Try it >> The lines you return should be those containing the string "chrono", taken from the data below.

[[ Records shown open ]]

//! Due detection and next-dose projection.
//!
//! Both operations are pure: they read a slice of reminders and an instant,
//! and never mutate. Stamping `last_triggered` after a firing is the
//! caller's job (see [`crate::scheduler::SchedulerService::check_due`]).

use chrono::{DateTime, TimeZone, Utc};
use serde::{Deserialize, Serialize};

use super::{minute_of_day, MINUTES_PER_DAY};
use crate::reminder::{DoseSlot, Reminder};

/// How a slot's time is compared against the current minute.
#[derive(Debug, Clone, Copy, Default, PartialEq, Eq, Serialize, Deserialize)]
#[serde(rename_all = "kebab-case")]
pub enum DueMode {
    /// Due once the slot's time has been reached today and it has not fired
    /// today. A check that lands late still fires.
    #[default]
    CatchUp,
    /// Due only during the exact minute of the slot's time.
    ExactMinute,
}

/// A slot that should fire now.
#[derive(Debug, Clone, Copy)]
pub struct DueDose<'a> {
    pub reminder: &'a Reminder,
    pub slot_index: usize,
    pub slot: &'a DoseSlot,
}

/// The closest upcoming slot.
#[derive(Debug, Clone, Copy)]
pub struct NextDose<'a> {
    pub reminder: &'a Reminder,
    pub slot_index: usize,
    pub slot: &'a DoseSlot,
    /// 0 means due this very minute.
    pub minutes_until: u32,
}

/// Slots of active reminders that are due at `now`.
///
/// A slot already triggered on `now`'s calendar date is never due again that
/// day. Calendar dates are compared in `now`'s time zone.
pub fn find_due_slots<'a, Tz: TimeZone>(
    reminders: &'a [Reminder],
    now: &DateTime<Tz>,
    mode: DueMode,
) -> Vec<DueDose<'a>> {
    let now_minute = minute_of_day(&now.time());
    let today = now.date_naive();
    let tz = now.timezone();

    let mut due = Vec::new();
    for reminder in reminders.iter().filter(|r| r.is_active) {
        for (slot_index, slot) in reminder.timed_slots() {
            let Some(slot_minute) = slot.minute_of_day() else {
                continue;
            };
            let reached = match mode {
                DueMode::ExactMinute => slot_minute == now_minute,
                DueMode::CatchUp => slot_minute <= now_minute,
            };
            if !reached {
                continue;
            }
            let fired_today = slot
                .last_triggered
                .is_some_and(|last| last.with_timezone(&tz).date_naive() == today);
            if !fired_today {
                due.push(DueDose {
                    reminder,
                    slot_index,
                    slot,
                });
            }
        }
    }
    due
}

/// The timed slot of an active reminder that fires soonest after `now`.
///
/// Slots whose time already passed today wrap to tomorrow. Ties keep the
/// first slot in iteration order.
pub fn find_next<'a, Tz: TimeZone>(reminders: &'a [Reminder], now: &DateTime<Tz>) -> Option<NextDose<'a>> {
    let now_minute = minute_of_day(&now.time());

    let mut best: Option<NextDose<'a>> = None;
    for reminder in reminders.iter().filter(|r| r.is_active) {
        for (slot_index, slot) in reminder.timed_slots() {
            let Some(slot_minute) = slot.minute_of_day() else {
                continue;
            };
            let minutes_until = minutes_until(slot_minute, now_minute);
            if best.map_or(true, |b| minutes_until < b.minutes_until) {
                best = Some(NextDose {
                    reminder,
                    slot_index,
                    slot,
                    minutes_until,
                });
            }
        }
    }
    best
}

/// Stamp the timed slots whose minute is already behind `now`, so a newly
/// created or edited reminder does not fire for a time of day that passed
/// before it existed. The slot of the current minute is left due.
pub fn settle_passed_slots<Tz: TimeZone>(reminder: &mut Reminder, now: &DateTime<Tz>) {
    let now_minute = minute_of_day(&now.time());
    let stamp = now.with_timezone(&Utc);
    for slot in &mut reminder.schedule {
        if slot.minute_of_day().is_some_and(|m| m < now_minute) {
            slot.mark_triggered(stamp);
        }
    }
}

/// Minutes from `now_minute` forward to `slot_minute`, wrapping at midnight.
pub fn minutes_until(slot_minute: u32, now_minute: u32) -> u32 {
    (slot_minute + MINUTES_PER_DAY - now_minute % MINUTES_PER_DAY) % MINUTES_PER_DAY
}

#[cfg(test)]
mod tests {
    use super::*;
    use crate::reminder::{DosePeriod, Frequency, MealTiming};
    use chrono::{Duration, NaiveDate, NaiveTime, Utc};

    fn reminder(id: i64, times: &[(u32, u32)]) -> Reminder {
        Reminder {
            id,
            medicine_name: format!("med-{id}"),
            dosage: "1 tab".into(),
            frequency: Frequency::OnceDaily,
            schedule: times
                .iter()
                .map(|&(h, m)| {
                    DoseSlot::new(
                        DosePeriod::Morning,
                        MealTiming::Anytime,
                        NaiveTime::from_hms_opt(h, m, 0),
                    )
                })
                .collect(),
            start_date: NaiveDate::from_ymd_opt(2024, 1, 1).unwrap(),
            end_date: None,
            notes: String::new(),
            is_active: true,
        }
    }

    fn at(h: u32, m: u32, s: u32) -> DateTime<Utc> {
        Utc.with_ymd_and_hms(2024, 6, 10, h, m, s).unwrap()
    }

    #[test]
    fn next_wraps_past_slots_to_tomorrow() {
        let reminders = vec![reminder(1, &[(8, 0), (20, 0)])];
        let next = find_next(&reminders, &at(9, 0, 0)).unwrap();
        assert_eq!(next.slot_index, 1);
        assert_eq!(next.minutes_until, 660);
    }

    #[test]
    fn next_is_zero_during_the_slot_minute() {
        let reminders = vec![reminder(1, &[(8, 0)])];
        let next = find_next(&reminders, &at(8, 0, 42)).unwrap();
        assert_eq!(next.minutes_until, 0);
    }

    #[test]
    fn next_ignores_paused_and_untimed() {
        let mut paused = reminder(1, &[(8, 0)]);
        paused.is_active = false;
        let mut untimed = reminder(2, &[(9, 0)]);
        untimed.schedule[0].specific_time = None;

        assert!(find_next(&[paused, untimed], &at(7, 0, 0)).is_none());
        assert!(find_next(&[], &at(7, 0, 0)).is_none());
    }

    #[test]
    fn next_ties_keep_first_encountered() {
        let reminders = vec![reminder(1, &[(12, 0)]), reminder(2, &[(12, 0)])];
        let next = find_next(&reminders, &at(11, 0, 0)).unwrap();
        assert_eq!(next.reminder.id, 1);
    }

    #[test]
    fn exact_minute_fires_only_on_match() {
        let reminders = vec![reminder(1, &[(8, 0)])];
        assert_eq!(
            find_due_slots(&reminders, &at(8, 0, 30), DueMode::ExactMinute).len(),
            1
        );
        assert!(find_due_slots(&reminders, &at(8, 1, 0), DueMode::ExactMinute).is_empty());
        assert!(find_due_slots(&reminders, &at(7, 59, 59), DueMode::ExactMinute).is_empty());
    }

    #[test]
    fn catch_up_fires_after_the_slot_time() {
        let reminders = vec![reminder(1, &[(8, 0), (20, 0)])];
        let due = find_due_slots(&reminders, &at(9, 15, 0), DueMode::CatchUp);
        assert_eq!(due.len(), 1);
        assert_eq!(due[0].slot_index, 0);
    }

    #[test]
    fn stamped_slot_does_not_fire_again_same_day() {
        let mut reminders = vec![reminder(1, &[(8, 0)])];
        reminders[0].schedule[0].mark_triggered(at(8, 0, 5));

        for mode in [DueMode::ExactMinute, DueMode::CatchUp] {
            assert!(find_due_slots(&reminders, &at(8, 0, 50), mode).is_empty());
        }
        assert!(find_due_slots(&reminders, &at(23, 0, 0), DueMode::CatchUp).is_empty());
    }

    #[test]
    fn stamp_from_yesterday_does_not_block() {
        let mut reminders = vec![reminder(1, &[(8, 0)])];
        reminders[0].schedule[0].mark_triggered(at(8, 0, 5) - Duration::days(1));
        assert_eq!(
            find_due_slots(&reminders, &at(8, 0, 0), DueMode::ExactMinute).len(),
            1
        );
    }

    #[test]
    fn stamp_date_is_read_in_local_offset() {
        use chrono::FixedOffset;

        // 23:30 UTC on the 9th is 01:30 on the 10th at UTC+2.
        let mut reminders = vec![reminder(1, &[(1, 30)])];
        reminders[0].schedule[0]
            .mark_triggered(Utc.with_ymd_and_hms(2024, 6, 9, 23, 30, 0).unwrap());

        let plus_two = FixedOffset::east_opt(2 * 3600).unwrap();
        let now = plus_two.with_ymd_and_hms(2024, 6, 10, 9, 0, 0).unwrap();
        assert!(find_due_slots(&reminders, &now, DueMode::CatchUp).is_empty());
    }

    #[test]
    fn paused_reminders_never_fire() {
        let mut reminders = vec![reminder(1, &[(8, 0)])];
        reminders[0].is_active = false;
        assert!(find_due_slots(&reminders, &at(8, 0, 0), DueMode::ExactMinute).is_empty());
    }

    #[test]
    fn settling_stamps_only_slots_already_behind() {
        let mut r = reminder(1, &[(8, 0), (12, 0), (20, 0)]);
        settle_passed_slots(&mut r, &at(12, 0, 10));
        assert_eq!(r.schedule[0].last_triggered, Some(at(12, 0, 10)));
        assert_eq!(r.schedule[1].last_triggered, None);
        assert_eq!(r.schedule[2].last_triggered, None);

        let reminders = vec![r];
        let due = find_due_slots(&reminders, &at(12, 0, 20), DueMode::CatchUp);
        assert_eq!(due.len(), 1);
        assert_eq!(due[0].slot_index, 1);

        let tomorrow = at(8, 0, 0) + Duration::days(1);
        let due = find_due_slots(&reminders, &tomorrow, DueMode::CatchUp);
        assert_eq!(due.len(), 1);
        assert_eq!(due[0].slot_index, 0);
    }

    #[test]
    fn minutes_until_wraps() {
        assert_eq!(minutes_until(0, 1439), 1);
        assert_eq!(minutes_until(600, 600), 0);
        assert_eq!(minutes_until(599, 600), 1439);
    }
}
use clap::Subcommand;
use medrem_core::{Config, ConfigError};

#[derive(Subcommand)]
pub enum ConfigAction {
    /// Get a config value
    Get {
        /// Config key (e.g. "polling.due_check_secs", "notifications.sound")
        key: String,
    },
    /// Set a config value
    Set {
        /// Config key
        key: String,
        /// New value
        value: String,
    },
    /// List all config values
    List,
    /// Reset config to defaults
    Reset,
}

pub fn run(action: ConfigAction) -> Result<(), Box<dyn std::error::Error>> {
    match action {
        ConfigAction::Get { key } => {
            let config = Config::load()?;
            let value = config.get(&key).ok_or(ConfigError::UnknownKey(key))?;
            println!("{value}");
        }
        ConfigAction::Set { key, value } => {
            let mut config = Config::load()?;
            config.set(&key, &value)?;
            println!("ok");
        }
        ConfigAction::List => {
            let config = Config::load()?;
            let json = serde_json::to_string_pretty(&config)?;
            println!("{json}");
        }
        ConfigAction::Reset => {
            let config = Config::default();
            config.save()?;
            println!("config reset to defaults");
        }
    }
    Ok(())
}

[[ Records shown closed ]]

Result of this exercise >>
use chrono::{DateTime, TimeZone, Utc};
    use chrono::{Duration, NaiveDate, NaiveTime, Utc};
        use chrono::FixedOffset;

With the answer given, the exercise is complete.